## WHAT YOU NEED TO DO
Whenever a line in the data holds the string "errors", copy that line.

## TASK DATA
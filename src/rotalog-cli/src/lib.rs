//! Command-line front end for `rotalog`.
//!
//! Reads standard input line by line and writes each line into a rotating
//! file, so a long-running process can be piped through it:
//!
//! ```text
//! my-server 2>&1 | rotalog --max-age 14d '/var/log/my-server/%Y-%m-%d.log'
//! ```

use std::io::{self, BufRead, Write};
use std::path::PathBuf;
use std::time::Duration;

use anyhow::{Context, Result, bail};
use clap::Parser;
use tracing::{debug, info};

use rotalog::{
    ClockKind, DEFAULT_MAX_AGE, RotateWriter, RotationConfig, format_duration, parse_duration,
};

/// Log verbosity level for CLI output.
#[derive(Debug, Clone, Copy, Default, PartialEq, Eq, clap::ValueEnum)]
pub enum LogLevel {
    /// Only show errors
    Error,
    /// Show warnings and errors (default)
    #[default]
    Warn,
    /// Show informational messages, warnings, and errors
    Info,
    /// Show debug messages and above
    Debug,
    /// Show all messages including trace-level details
    Trace,
}

impl LogLevel {
    /// Convert to tracing filter string.
    pub fn as_filter_str(&self) -> &'static str {
        match self {
            LogLevel::Error => "error",
            LogLevel::Warn => "warn",
            LogLevel::Info => "info",
            LogLevel::Debug => "debug",
            LogLevel::Trace => "trace",
        }
    }

    /// Parse from string (case-insensitive).
    pub fn from_str_loose(s: &str) -> Option<Self> {
        match s.to_lowercase().as_str() {
            "error" => Some(LogLevel::Error),
            "warn" | "warning" => Some(LogLevel::Warn),
            "info" => Some(LogLevel::Info),
            "debug" => Some(LogLevel::Debug),
            "trace" => Some(LogLevel::Trace),
            _ => None,
        }
    }
}

/// Pipe standard input into time-rotated files.
#[derive(Debug, Parser)]
#[command(name = "rotalog")]
#[command(author, version)]
#[command(about = "Pipe standard input into time-rotated files", long_about = None)]
pub struct Cli {
    /// Filename template, e.g. `/var/log/app/app-%Y-%m-%d.log`.
    ///
    /// Overrides the pattern from `--config` when both are given.
    #[arg(required_unless_present = "config")]
    pub pattern: Option<String>,

    /// Width of a rotation bucket (`30s`, `15m`, `1h`, `24h`, `7d`) [default: 24h].
    #[arg(long, value_parser = parse_duration)]
    pub rotation_interval: Option<Duration>,

    /// Delete rotated files older than this; `0` keeps everything [default: 7d].
    #[arg(long, value_parser = parse_duration)]
    pub max_age: Option<Duration>,

    /// Never reuse an existing file when a new bucket starts.
    #[arg(long)]
    pub force_new_file: bool,

    /// Clock used to pick buckets (`local` or `utc`) [default: local].
    #[arg(long)]
    pub clock: Option<ClockKind>,

    /// TOML file with a rotation config. Options given on the command line
    /// take precedence over the file.
    #[arg(long, value_name = "FILE")]
    pub config: Option<PathBuf>,

    /// Also copy input to standard output.
    #[arg(long)]
    pub tee: bool,

    /// Enable verbose output (same as --log-level debug)
    #[arg(long = "verbose", short = 'v')]
    pub verbose: bool,

    /// Set log verbosity level (error, warn, info, debug, trace)
    #[arg(long = "log-level", short = 'L', value_enum, default_value = "warn")]
    pub log_level: LogLevel,
}

impl Cli {
    /// Effective tracing level: `-v` wins, then `ROTALOG_LOG_LEVEL`, then
    /// `--log-level`.
    pub fn log_level(&self) -> LogLevel {
        if self.verbose {
            LogLevel::Debug
        } else if let Ok(env_level) = std::env::var("ROTALOG_LOG_LEVEL") {
            LogLevel::from_str_loose(&env_level).unwrap_or(self.log_level)
        } else {
            self.log_level
        }
    }

    /// Build the writer configuration: the config file (or the defaults),
    /// then every option given on the command line on top.
    pub fn rotation_config(&self) -> Result<RotationConfig> {
        let mut config = match &self.config {
            Some(path) => RotationConfig::load(path)
                .with_context(|| format!("Failed to load config {}", path.display()))?,
            None => RotationConfig {
                max_age_secs: DEFAULT_MAX_AGE.as_secs(),
                ..RotationConfig::new(String::new())
            },
        };

        if let Some(pattern) = &self.pattern {
            config.pattern = pattern.clone();
        }
        if let Some(interval) = self.rotation_interval {
            config.rotation_interval_secs = interval.as_secs();
        }
        if let Some(max_age) = self.max_age {
            config.max_age_secs = max_age.as_secs();
        }
        if self.force_new_file {
            config.force_new_file = true;
        }
        if let Some(clock) = self.clock {
            config.clock = clock;
        }

        if config.pattern.is_empty() {
            bail!("No filename pattern given");
        }
        Ok(config)
    }
}

/// Copy `reader` into `writer` one line per write, so a line never straddles
/// two files. Returns the number of bytes copied.
pub fn copy_lines<R: BufRead>(
    mut reader: R,
    writer: &RotateWriter,
    mut tee: Option<&mut dyn Write>,
) -> Result<u64> {
    let mut line = Vec::with_capacity(1024);
    let mut copied = 0u64;
    loop {
        line.clear();
        let n = reader
            .read_until(b'\n', &mut line)
            .context("Failed to read input")?;
        if n == 0 {
            break;
        }
        writer.write(&line)?;
        if let Some(out) = tee.as_mut() {
            out.write_all(&line).context("Failed to copy to stdout")?;
        }
        copied += n as u64;
    }
    if let Some(out) = tee.as_mut() {
        out.flush()?;
    }
    Ok(copied)
}

/// Run the command.
pub fn run(cli: &Cli) -> Result<()> {
    let config = cli.rotation_config()?;
    info!(
        pattern = %config.pattern,
        rotation_interval = %format_duration(config.rotation_interval()),
        max_age = %format_duration(config.max_age()),
        "Starting rotalog"
    );

    let writer = RotateWriter::from_config(&config)?;

    let stdin = io::stdin();
    let stdout = io::stdout();
    let mut stdout_lock = stdout.lock();
    let tee: Option<&mut dyn Write> = if cli.tee {
        Some(&mut stdout_lock)
    } else {
        None
    };

    let copied = copy_lines(stdin.lock(), &writer, tee)?;
    writer.close()?;
    debug!(bytes = copied, "Input closed");
    Ok(())
}

#[cfg(test)]
mod tests {
    use super::*;
    use pretty_assertions::assert_eq;
    use std::fs;
    use std::io::Cursor;
    use tempfile::TempDir;

    #[test]
    fn test_cli_defaults() {
        let cli = Cli::parse_from(["rotalog", "app-%Y.log"]);
        let config = cli.rotation_config().unwrap();
        assert_eq!(config.pattern, "app-%Y.log");
        assert_eq!(config.rotation_interval_secs, 24 * 60 * 60);
        assert_eq!(config.max_age_secs, 7 * 24 * 60 * 60);
        assert!(!config.force_new_file);
        assert_eq!(config.clock, ClockKind::Local);
        assert_eq!(cli.log_level, LogLevel::Warn);
    }

    #[test]
    fn test_log_level_from_str_loose() {
        assert_eq!(LogLevel::from_str_loose("WARNING"), Some(LogLevel::Warn));
        assert_eq!(LogLevel::from_str_loose("trace"), Some(LogLevel::Trace));
        assert_eq!(LogLevel::from_str_loose("loud"), None);
        assert_eq!(LogLevel::Info.as_filter_str(), "info");
    }

    #[test]
    fn test_cli_flags() {
        let cli = Cli::parse_from([
            "rotalog",
            "--rotation-interval",
            "1h",
            "--max-age",
            "0",
            "--force-new-file",
            "--clock",
            "utc",
            "-v",
            "app-%Y%m%d%H.log",
        ]);
        let config = cli.rotation_config().unwrap();
        assert_eq!(config.rotation_interval_secs, 3600);
        assert_eq!(config.max_age_secs, 0);
        assert!(config.force_new_file);
        assert_eq!(config.clock, ClockKind::Utc);
        assert_eq!(cli.log_level(), LogLevel::Debug);
    }

    #[test]
    fn test_cli_rejects_bad_duration() {
        assert!(Cli::try_parse_from(["rotalog", "--max-age", "soon", "a-%Y"]).is_err());
    }

    #[test]
    fn test_cli_requires_pattern_or_config() {
        assert!(Cli::try_parse_from(["rotalog"]).is_err());
    }

    #[test]
    fn test_config_file_with_pattern_override() {
        let temp = TempDir::new().unwrap();
        let path = temp.path().join("rotalog.toml");
        fs::write(
            &path,
            "pattern = \"from-file-%Y.log\"\nmax_age_secs = 60\nclock = \"utc\"\n",
        )
        .unwrap();

        let path_arg = path.to_string_lossy().into_owned();
        let cli = Cli::parse_from(["rotalog", "--config", path_arg.as_str()]);
        let config = cli.rotation_config().unwrap();
        assert_eq!(config.pattern, "from-file-%Y.log");
        assert_eq!(config.max_age_secs, 60);

        assert_eq!(config.rotation_interval_secs, 24 * 60 * 60);
        assert_eq!(config.clock, ClockKind::Utc);

        let cli = Cli::parse_from(["rotalog", "--config", path_arg.as_str(), "cli-%Y.log"]);
        assert_eq!(cli.rotation_config().unwrap().pattern, "cli-%Y.log");
    }

    #[test]
    fn test_command_line_options_override_config_file() {
        let temp = TempDir::new().unwrap();
        let path = temp.path().join("rotalog.toml");
        fs::write(
            &path,
            "pattern = \"from-file-%Y.log\"\nrotation_interval_secs = 60\nmax_age_secs = 60\nclock = \"utc\"\n",
        )
        .unwrap();

        let path_arg = path.to_string_lossy().into_owned();
        let cli = Cli::parse_from([
            "rotalog",
            "--config",
            path_arg.as_str(),
            "--max-age",
            "2d",
            "--rotation-interval",
            "1h",
            "--force-new-file",
            "--clock",
            "local",
        ]);
        let config = cli.rotation_config().unwrap();
        assert_eq!(config.pattern, "from-file-%Y.log");
        assert_eq!(config.max_age_secs, 2 * 24 * 60 * 60);
        assert_eq!(config.rotation_interval_secs, 3600);
        assert!(config.force_new_file);
        assert_eq!(config.clock, ClockKind::Local);
    }

    #[test]
    fn test_copy_lines_writes_and_tees() {
        let temp = TempDir::new().unwrap();
        let template = temp.path().join("out-%Y.log");
        let writer = RotateWriter::builder(template.to_string_lossy())
            .build()
            .unwrap();

        let input = Cursor::new(b"first\nsecond\nno newline".to_vec());
        let mut teed = Vec::new();
        let copied = copy_lines(input, &writer, Some(&mut teed)).unwrap();
        let file = writer.current_filename().unwrap();
        writer.close().unwrap();

        assert_eq!(copied, 24);
        assert_eq!(teed, b"first\nsecond\nno newline");
        assert_eq!(fs::read(file).unwrap(), b"first\nsecond\nno newline");
    }
}
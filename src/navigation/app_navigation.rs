use std::sync::atomic::{AtomicBool, Ordering};
use std::sync::{Arc, Mutex, MutexGuard, PoisonError};
use std::time::Duration;

use log::{debug, error, info, warn};
use tokio::task::{AbortHandle, JoinHandle};
use uuid::Uuid;

use super::{Navigator, Route};
use crate::modules::{LoadStatus, ModuleManager};

pub const DEFAULT_MAX_ATTEMPTS: u32 = 3;
pub const DEFAULT_INITIAL_POLL: Duration = Duration::from_millis(200);
pub const DEFAULT_POLL_INTERVAL: Duration = Duration::from_millis(500);

/// How hard a feature request tries before falling back to home.
#[derive(Debug, Clone, Copy, PartialEq, Eq)]
pub struct RetryPolicy {
    pub max_attempts: u32,
    /// Pause after each load/unload call before its status is inspected.
    pub initial_poll: Duration,
    /// Longest wait between re-checks while the status is transient.
    pub poll_interval: Duration,
}

impl Default for RetryPolicy {
    fn default() -> Self {
        Self {
            max_attempts: DEFAULT_MAX_ATTEMPTS,
            initial_poll: DEFAULT_INITIAL_POLL,
            poll_interval: DEFAULT_POLL_INTERVAL,
        }
    }
}

/// Where a feature request ended up.
#[derive(Debug, Clone, Copy, PartialEq, Eq)]
pub enum RequestOutcome {
    ShowedFeature,
    ReturnedHome,
    /// The request finished after `cleanup()`; nothing was navigated.
    Suppressed,
}

/// Bridges feature requests from the UI to the [`ModuleManager`].
///
/// Every request runs as a tokio task owned by this instance. `cleanup()`
/// (also run on drop) aborts them and closes the navigation gate, so no
/// navigation call is made afterwards.
pub struct AppNavigation {
    shared: Shared,
}

#[derive(Clone)]
struct Shared {
    manager: Arc<ModuleManager>,
    navigator: Arc<dyn Navigator>,
    policy: RetryPolicy,
    closed: Arc<AtomicBool>,
    tasks: Arc<Mutex<Vec<AbortHandle>>>,
}

impl AppNavigation {
    pub fn new(manager: Arc<ModuleManager>, navigator: Arc<dyn Navigator>) -> Self {
        Self::with_policy(manager, navigator, RetryPolicy::default())
    }

    pub fn with_policy(
        manager: Arc<ModuleManager>,
        navigator: Arc<dyn Navigator>,
        policy: RetryPolicy,
    ) -> Self {
        Self {
            shared: Shared {
                manager,
                navigator,
                policy,
                closed: Arc::new(AtomicBool::new(false)),
                tasks: Arc::new(Mutex::new(Vec::new())),
            },
        }
    }

    pub fn manager(&self) -> &Arc<ModuleManager> {
        &self.shared.manager
    }

    /// Starts handling a request for `feature`. The returned handle resolves
    /// to the outcome; dropping it does not cancel the request.
    pub fn handle_feature_request(&self, feature: &str) -> JoinHandle<RequestOutcome> {
        let shared = self.shared.clone();
        let feature = feature.to_string();
        let request_id = Uuid::new_v4();
        info!("[{request_id}] Feature requested: {feature}");
        self.shared
            .spawn(async move { shared.handle_feature_request(&feature, request_id).await })
    }

    /// Releases the module behind `feature` in the background. The result
    /// is only logged.
    pub fn unload_module_for_feature(&self, feature: &str) -> JoinHandle<LoadStatus> {
        self.shared.spawn_unload(feature)
    }

    /// Cancels all in-flight work and stops further navigation. Idempotent.
    ///
    /// Closing happens under the same lock navigation calls are made under,
    /// so once this returns no navigation call is running or will start.
    pub fn cleanup(&self) {
        let handles: Vec<AbortHandle> = {
            let mut tasks = self.shared.lock_tasks();
            if self.shared.closed.swap(true, Ordering::SeqCst) {
                return;
            }
            tasks.drain(..).collect()
        };
        info!("Navigation cleanup: cancelling {} task(s)", handles.len());
        for handle in handles {
            handle.abort();
        }
    }

    pub fn is_closed(&self) -> bool {
        self.shared.closed.load(Ordering::SeqCst)
    }
}

impl Drop for AppNavigation {
    fn drop(&mut self) {
        self.cleanup();
    }
}

impl Shared {
    /// Spawns a task tracked for cancellation. Once closed, new tasks are
    /// aborted straight away.
    fn spawn<F, T>(&self, future: F) -> JoinHandle<T>
    where
        F: Future<Output = T> + Send + 'static,
        T: Send + 'static,
    {
        let handle = tokio::spawn(future);
        let mut tasks = self.lock_tasks();
        if self.closed.load(Ordering::SeqCst) {
            handle.abort();
        } else {
            tasks.retain(|task| !task.is_finished());
            tasks.push(handle.abort_handle());
        }
        handle
    }

    /// The task list doubles as the navigation gate; see `navigate`.
    fn lock_tasks(&self) -> MutexGuard<'_, Vec<AbortHandle>> {
        self.tasks.lock().unwrap_or_else(PoisonError::into_inner)
    }

    fn spawn_unload(&self, feature: &str) -> JoinHandle<LoadStatus> {
        let shared = self.clone();
        let feature = feature.to_string();
        self.spawn(async move {
            let status = shared.release(&feature).await;
            if status == LoadStatus::Unloaded {
                info!("Module for [{feature}] unloaded successfully");
            } else {
                warn!("Failed to unload module for [{feature}] ({status})");
            }
            status
        })
    }

    /// Unloads and waits out the `Unloading` state.
    async fn release(&self, feature: &str) -> LoadStatus {
        let status = self.unload(feature).await;
        tokio::time::sleep(self.policy.initial_poll).await;
        self.settle(status, LoadStatus::Unloading).await
    }

    async fn handle_feature_request(&self, feature: &str, request_id: Uuid) -> RequestOutcome {
        let Some(module_name) = self.manager.mapping().module_for(feature) else {
            info!("[{request_id}] Feature [{feature}] has no module, returning home");
            return self.navigate_home();
        };

        if let Some(active) = self.manager.current_active_module()
            && active.module_name == module_name
        {
            if self.manager.current_status() == LoadStatus::Success {
                debug!("[{request_id}] Module [{module_name}] already loaded");
                return self.navigate_to_feature(feature);
            }
            debug!(
                "[{request_id}] Module [{module_name}] is {}, releasing before reload",
                active.load_status
            );
            // Best effort: a failed release still leaves the load to swap it out.
            let released = self.release(feature).await;
            debug!("[{request_id}] Release finished ({released})");
        }

        self.load_module_and_navigate(feature, module_name, request_id)
            .await
    }

    async fn load_module_and_navigate(
        &self,
        feature: &str,
        module_name: &str,
        request_id: Uuid,
    ) -> RequestOutcome {
        let max_attempts = self.policy.max_attempts;
        for attempt in 1..=max_attempts {
            let status = self.load(feature).await;
            tokio::time::sleep(self.policy.initial_poll).await;
            let status = self.settle(status, LoadStatus::Loading).await;

            if self.is_ready(module_name) {
                info!("[{request_id}] Module for [{feature}] ready after {attempt} attempt(s)");
                return self.navigate_to_feature(feature);
            }
            warn!("[{request_id}] Module load failed ({status}), attempt {attempt}/{max_attempts}");
        }

        error!("[{request_id}] Module load failed after {max_attempts} attempts, returning home");
        self.navigate_home()
    }

    /// Runs the load on its own task so that aborting this request never
    /// interrupts the coordinator mid-operation.
    async fn load(&self, feature: &str) -> LoadStatus {
        let manager = self.manager.clone();
        let feature = feature.to_string();
        tokio::spawn(async move { manager.load_module_for_feature(&feature).await })
            .await
            .unwrap_or_else(|e| {
                error!("Load task failed: {e}");
                LoadStatus::Crashed
            })
    }

    async fn unload(&self, feature: &str) -> LoadStatus {
        let manager = self.manager.clone();
        let feature = feature.to_string();
        tokio::spawn(async move { manager.unload_module_for_feature(&feature).await })
            .await
            .unwrap_or_else(|e| {
                error!("Unload task failed: {e}");
                LoadStatus::Crashed
            })
    }

    /// Waits while the global status equals `transient`, waking on each
    /// status change or after `poll_interval`, whichever comes first.
    async fn settle(&self, mut status: LoadStatus, transient: LoadStatus) -> LoadStatus {
        let mut updates = self.manager.module_load_status();
        while status == transient {
            let _ = tokio::time::timeout(self.policy.poll_interval, updates.changed()).await;
            status = *updates.borrow_and_update();
        }
        status
    }

    /// The module holds the active slot and the coordinator reports it loaded.
    fn is_ready(&self, module_name: &str) -> bool {
        self.manager.current_status() == LoadStatus::Success
            && self.manager.current_active_module().is_some_and(|active| {
                active.module_name == module_name && active.load_status == LoadStatus::Success
            })
    }

    /// Makes one navigation call unless closed. The check and the call both
    /// happen under the task lock, which `cleanup()` takes before closing.
    fn navigate(&self, call: impl FnOnce(&dyn Navigator)) -> bool {
        let _gate = self.lock_tasks();
        if self.closed.load(Ordering::SeqCst) {
            return false;
        }
        call(self.navigator.as_ref());
        true
    }

    fn navigate_to_feature(&self, feature: &str) -> RequestOutcome {
        let route = Route::feature(feature).path();
        if self.navigate(|navigator| navigator.navigate_to(&route)) {
            RequestOutcome::ShowedFeature
        } else {
            debug!("Navigation closed, dropping route to [{feature}]");
            RequestOutcome::Suppressed
        }
    }

    fn navigate_home(&self) -> RequestOutcome {
        if self.navigate(|navigator| navigator.navigate_home_clearing_history()) {
            RequestOutcome::ReturnedHome
        } else {
            debug!("Navigation closed, dropping route home");
            RequestOutcome::Suppressed
        }
    }
}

## EXERCISE OUTPUT
    /// Only show errors
    /// Show warnings and errors (default)
    /// Show informational messages, warnings, and errors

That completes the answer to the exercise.